The important point is that a Stocks and Shares ISA is not halal just because it avoids cash interest. The investments inside still need to be screened properly. This includes checking the sectors involved, the company’s financial ratios, debt exposure, non-compliant income, and whether purification is required.

For serious investors, this is often the more important ISA to understand because it can play a larger role in portfolio growth over time.

IFISA / Innovative Finance ISA

An Innovative Finance ISA, or IFISA, can hold certain alternative finance or peer-to-peer style investments. The wrapper itself is neutral, just like with other ISAs.

The issue is the underlying contract. Many IFISA products are based on interest-bearing lending, which would be problematic from a Sharia perspective. Others may involve asset-backed or business finance structures, but that does not automatically make them halal.

A Sharia-compliant IFISA needs to be assessed by looking at how the return is generated, what contract is used, and whether the investment has proper Sharia oversight.

Lifetime ISA and Junior ISA

Lifetime ISAs and Junior ISAs follow the same basic rule. The wrapper does not decide Sharia compliance; the underlying cash account, fund, or investment does.

A Lifetime ISA may be used for a first home or later-life savings, while a Junior ISA may be used for a child’s future. In both cases, Muslim investors still need to check what the money is actually invested in.

How Should Serious Muslim Investors Use ISAs? 

For serious Muslim investors, an ISA should have a clear job. It should not be chosen simply because it is available, tax-efficient, or labelled as Islamic. 

The right ISA depends on what the investor wants the money to do.

A halal Cash ISA may be suitable for short-term reserves, emergency savings, or money that needs to remain relatively accessible. It is usually more about preserving capital than building long-term wealth.

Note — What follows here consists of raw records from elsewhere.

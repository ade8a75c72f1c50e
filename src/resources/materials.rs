//! The tag-addressed material library.

use crate::data_structures::material::Material;

/// Ordered, unbounded store of named materials.
///
/// Definition appends; there is no uniqueness enforcement, and lookup
/// returns the first record with a matching tag, so a later duplicate is
/// simply never reached.
#[derive(Default)]
pub struct MaterialLibrary {
    records: Vec<Material>,
}

impl MaterialLibrary {
    pub fn new() -> Self {
        Self {
            records: Vec::new(),
        }
    }

    /// Append a material definition.
    pub fn define(&mut self, material: Material) {
        self.records.push(material);
    }

    /// First material defined under this tag, or `None` on a true miss.
    pub fn lookup(&self, tag: &str) -> Option<&Material> {
        self.records.iter().find(|m| m.tag == tag)
    }

    pub fn len(&self) -> usize {
        self.records.len()
    }

    pub fn is_empty(&self) -> bool {
        self.records.is_empty()
    }
}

A halal Stocks and Shares ISA may be more suitable for long-term growth. This can make sense for investors who want exposure to Sharia-screened equities, funds, ETFs, sukuk, or other compliant assets while using the tax benefits of the ISA wrapper.

An IFISA may be relevant for investors looking at alternative income or asset-backed finance, but only if the underlying structure is genuinely Sharia-compliant. The contract matters more than the label.

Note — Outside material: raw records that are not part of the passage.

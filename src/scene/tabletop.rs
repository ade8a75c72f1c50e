//! The table-top still life shipped with the engine.
//!
//! A wooden table in front of a brick backdrop, carrying a glass candle
//! holder, a striped vase, a gold-leaf picture frame and a pumpkin. The
//! whole scene is plain data; callers are free to build their own
//! [`SceneDefinition`] instead.

use crate::data_structures::layout::{
    Appearance, BoxSide, CylinderParts, DrawDescriptor, Primitive,
};
use crate::data_structures::material::Material;
use crate::scene::lighting::LightRig;
use crate::scene::{SceneDefinition, TextureAsset};
use cgmath::Vector3;

const FRAME_GOLD: [f32; 4] = [0.65, 0.45, 0.20, 1.0];

/// The complete table-top scene definition.
pub fn definition() -> SceneDefinition {
    SceneDefinition {
        texture_assets: texture_assets(),
        materials: materials(),
        lights: LightRig::tabletop(),
        layout: layout(),
    }
}

fn texture_assets() -> Vec<TextureAsset> {
    vec![
        TextureAsset::new("textures/wood_cherry_seamless.jpg", "Wood Table"),
        TextureAsset::new("textures/ERainbowOverlay2.png", "Cylinder Overlay"),
        TextureAsset::new("textures/VaseStripes2.png", "Stripes2"),
        TextureAsset::new("textures/wood_black_seamless.jpg", "Black Wood"),
        TextureAsset::new("textures/transparent.png", "transparent"),
        TextureAsset::new("textures/GoldLeaves.png", "Gold Leaves"),
        TextureAsset::new("textures/GoldLeavesSides.png", "Gold Leaves2"),
        TextureAsset::new("textures/CandleHolder.png", "Candle Holder"),
        TextureAsset::new("textures/WetGlass.jpg", "Wet Glass"),
        TextureAsset::new("textures/pumpkin_texture3.jpg", "Pumpkin3"),
        TextureAsset::new("textures/Pumpkinbark.jpg", "Stem"),
        TextureAsset::new("textures/bricks_weathered_seamless2.jpg", "backdrop2"),
    ]
}

fn materials() -> Vec<Material> {
    vec![
        Material::new(
            "metal",
            Vector3::new(0.2, 0.2, 0.2),
            Vector3::new(0.7, 0.7, 0.7),
            42.0,
        ),
        Material::new(
            "wood",
            Vector3::new(0.6, 0.35, 0.2),
            Vector3::new(0.2, 0.2, 0.2),
            8.0,
        ),
        Material::new(
            "glass",
            Vector3::new(0.4, 0.4, 0.5),
            Vector3::new(1.0, 1.0, 1.0),
            95.0,
        ),
        Material::new(
            "gold",
            Vector3::new(0.3, 0.3, 0.2),
            Vector3::new(0.6, 0.5, 0.4),
            22.0,
        ),
        Material::new(
            "tile",
            Vector3::new(0.3, 0.2, 0.1),
            Vector3::new(0.4, 0.5, 0.6),
            25.0,
        ),
        Material::new(
            "backdrop",
            Vector3::new(0.4, 0.4, 0.4),
            Vector3::new(0.0, 0.0, 0.0),
            0.02,
        ),
    ]
}

fn layout() -> Vec<DrawDescriptor> {
    let mut layout = Vec::new();

    // Table surface.
    layout.push(
        DrawDescriptor::new(Primitive::Box, Appearance::textured("Wood Table"))
            .scaled(30.0, 1.0, 10.0)
            .at(0.0, -0.5, 0.0)
            .material("wood"),
    );

    // Brick backdrop behind the table.
    layout.push(
        DrawDescriptor::new(Primitive::Plane, Appearance::textured("backdrop2"))
            .scaled(20.0, 1.0, 10.0)
            .rotated(90.0, 0.0, 0.0)
            .at(0.0, 10.0, -5.0)
            .material("backdrop"),
    );

    // Candle holder: torus base, overlaid cylinder body, glass dome, knob.
    layout.push(
        DrawDescriptor::new(Primitive::Torus, Appearance::textured("Wet Glass"))
            .scaled(1.3, 1.35, 0.7)
            .rotated(90.0, 0.0, 0.0)
            .at(6.0, 0.2, 0.0)
            .uv(0.2, 0.2)
            .material("glass"),
    );
    layout.push(
        DrawDescriptor::new(
            Primitive::Cylinder(CylinderParts::SIDES_ONLY),
            Appearance::textured_with_overlay("Candle Holder", "Cylinder Overlay"),
        )
        .scaled(1.4, 1.6, 1.4)
        .rotated(0.0, -10.0, 0.0)
        .at(6.0, 0.3, 0.0)
        .uv(2.0, 1.0)
        .material("glass"),
    );
    layout.push(
        DrawDescriptor::new(Primitive::Sphere, Appearance::textured("Candle Holder"))
            .scaled(1.37, 1.37, 1.37)
            .rotated(15.0, 20.0, 90.0)
            .at(6.0, 2.0, 0.0)
            .uv(0.8, 0.8)
            .material("glass"),
    );
    layout.push(
        DrawDescriptor::new(Primitive::Sphere, Appearance::textured("Candle Holder"))
            .scaled(0.3, 0.5, 0.3)
            .at(6.0, 3.5, 0.0)
            .uv(0.8, 0.8)
            .material("glass"),
    );

    // Vase, drawn per cylinder part: striped sides, transparent top, dark
    // wooden base.
    layout.push(
        DrawDescriptor::new(
            Primitive::Cylinder(CylinderParts::SIDES_ONLY),
            Appearance::textured("Stripes2"),
        )
        .scaled(1.2, 7.0, 1.2)
        .at(2.0, 0.2, -0.8)
        .material("glass"),
    );
    layout.push(
        DrawDescriptor::new(
            Primitive::Cylinder(CylinderParts::TOP_ONLY),
            Appearance::textured("transparent"),
        )
        .scaled(1.2, 7.0, 1.2)
        .at(2.0, 0.2, -0.8),
    );
    layout.push(
        DrawDescriptor::new(
            Primitive::Cylinder(CylinderParts::BOTTOM_ONLY),
            Appearance::textured("Black Wood"),
        )
        .scaled(1.2, 7.0, 1.2)
        .at(2.0, 0.2, -0.8)
        .material("wood"),
    );

    // Picture inside the frame: a blank light-tan front, the other sides in
    // the frame's gold so they disappear from side and top views.
    let picture = DrawDescriptor::new(
        Primitive::BoxSide(BoxSide::Front),
        Appearance::flat(0.95, 0.90, 0.80, 1.0),
    )
    .scaled(4.0, 5.0, 0.1)
    .rotated(-20.0, 0.0, 0.0)
    .at(-2.0, 2.5, 0.0);
    layout.push(picture.clone());
    for side in [
        BoxSide::Back,
        BoxSide::Left,
        BoxSide::Right,
        BoxSide::Top,
        BoxSide::Bottom,
    ] {
        let mut hidden = picture.clone();
        hidden.primitive = Primitive::BoxSide(side);
        hidden.appearance = Appearance::flat(FRAME_GOLD[0], FRAME_GOLD[1], FRAME_GOLD[2], 1.0);
        layout.push(hidden);
    }

    // Back panel of the frame.
    layout.push(
        DrawDescriptor::new(
            Primitive::Box,
            Appearance::flat(FRAME_GOLD[0], FRAME_GOLD[1], FRAME_GOLD[2], 1.0),
        )
        .scaled(4.0, 5.0, 0.1)
        .rotated(-20.0, 0.0, 0.0)
        .at(-2.0, 2.5, -0.1)
        .material("wood"),
    );

    // Frame pieces in gold leaf.
    layout.push(
        DrawDescriptor::new(Primitive::Box, Appearance::textured("Gold Leaves"))
            .scaled(4.1, 0.7, 0.15)
            .rotated(-20.0, 0.0, 0.0)
            .at(-2.0, 4.6, -0.7)
            .uv(0.9, 0.3)
            .material("gold"),
    );
    layout.push(
        DrawDescriptor::new(Primitive::Box, Appearance::textured("Gold Leaves"))
            .scaled(4.1, 0.7, 0.15)
            .rotated(20.0, 0.0, 180.0)
            .at(-2.0, 0.5, 0.8)
            .uv(0.9, 0.3)
            .material("gold"),
    );
    layout.push(
        DrawDescriptor::new(Primitive::Box, Appearance::textured("Gold Leaves2"))
            .scaled(0.7, 3.8, 0.10)
            .rotated(20.0, 0.0, 180.0)
            .at(-3.7, 2.6, 0.05)
            .uv(0.3, 0.9)
            .material("gold"),
    );
    layout.push(
        DrawDescriptor::new(Primitive::Box, Appearance::textured("Gold Leaves2"))
            .scaled(0.7, 3.8, 0.10)
            .rotated(-20.0, 0.0, 0.0)
            .at(-0.3, 2.6, 0.05)
            .uv(0.3, 0.9)
            .material("gold"),
    );

    // Stand propping the frame up from behind.
    layout.push(
        DrawDescriptor::new(
            Primitive::Box,
            Appearance::flat(FRAME_GOLD[0], FRAME_GOLD[1], FRAME_GOLD[2], 1.0),
        )
        .scaled(0.7, 3.0, 0.1)
        .rotated(30.0, 0.0, 0.0)
        .at(-1.5, 1.5, -1.0)
        .material("wood"),
    );

    // Pumpkin: squashed sphere body with a tapered stem.
    layout.push(
        DrawDescriptor::new(Primitive::Sphere, Appearance::textured("Pumpkin3"))
            .scaled(2.1, 1.8, 1.5)
            .rotated(0.0, 0.0, -35.0)
            .at(-7.0, 1.4, -0.3)
            .material("glass"),
    );
    layout.push(
        DrawDescriptor::new(Primitive::TaperedCylinder, Appearance::textured("Stem"))
            .scaled(0.5, 0.7, 0.5)
            .rotated(0.0, 0.0, -10.0)
            .at(-7.1, 3.1, -0.3)
            .material("wood"),
    );

    layout
}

A Junior ISA can support children’s wealth planning, while a Lifetime ISA may be relevant for a first home or later-life savings if the rules and investment options suit the investor’s situation.

Investors managing substantial capital benefit from viewing ISAs as a single component within a broader, integrated wealth strategy. An ISA functions best when integrated with pensions and taxable investment accounts, ensuring all components of the wealth stack work in tandem. The aim is to build a portfolio where each part has a clear purpose, an appropriate time horizon, and a structure that remains aligned with Islamic finance principles.

Halal ISA vs SIPP vs Taxable account

An ISA is only one part of the wider picture for any serious investor. It should usually be compared with pensions and taxable investment accounts before deciding where new capital should go.

An ISA is useful for flexible, tax-efficient saving and investing. It can support cash savings, long-term investments, or a mix of both, depending on the provider and product. The main limitation is the annual ISA allowance, so investors with larger amounts to deploy may need to use other wrappers as well.

A SIPP is different. It is designed for retirement-focused investing and may offer valuable tax advantages, but access is restricted until later life. This makes it useful for long-term planning, but less suitable for money that may be needed sooner.

A taxable investment account can be useful once ISA or pension allowances have been used, or where the investor wants more flexibility. The trade-off is that income, dividends, or gains may be taxable.

The Sharia question applies to all three. A SIPP is not automatically halal or haram. A taxable account is not automatically halal or haram. The same is true of an ISA. The core concern involves the specific assets held within the wrapper, the mechanics of how profit is produced, and the alignment of all underlying contracts with Sharia standards.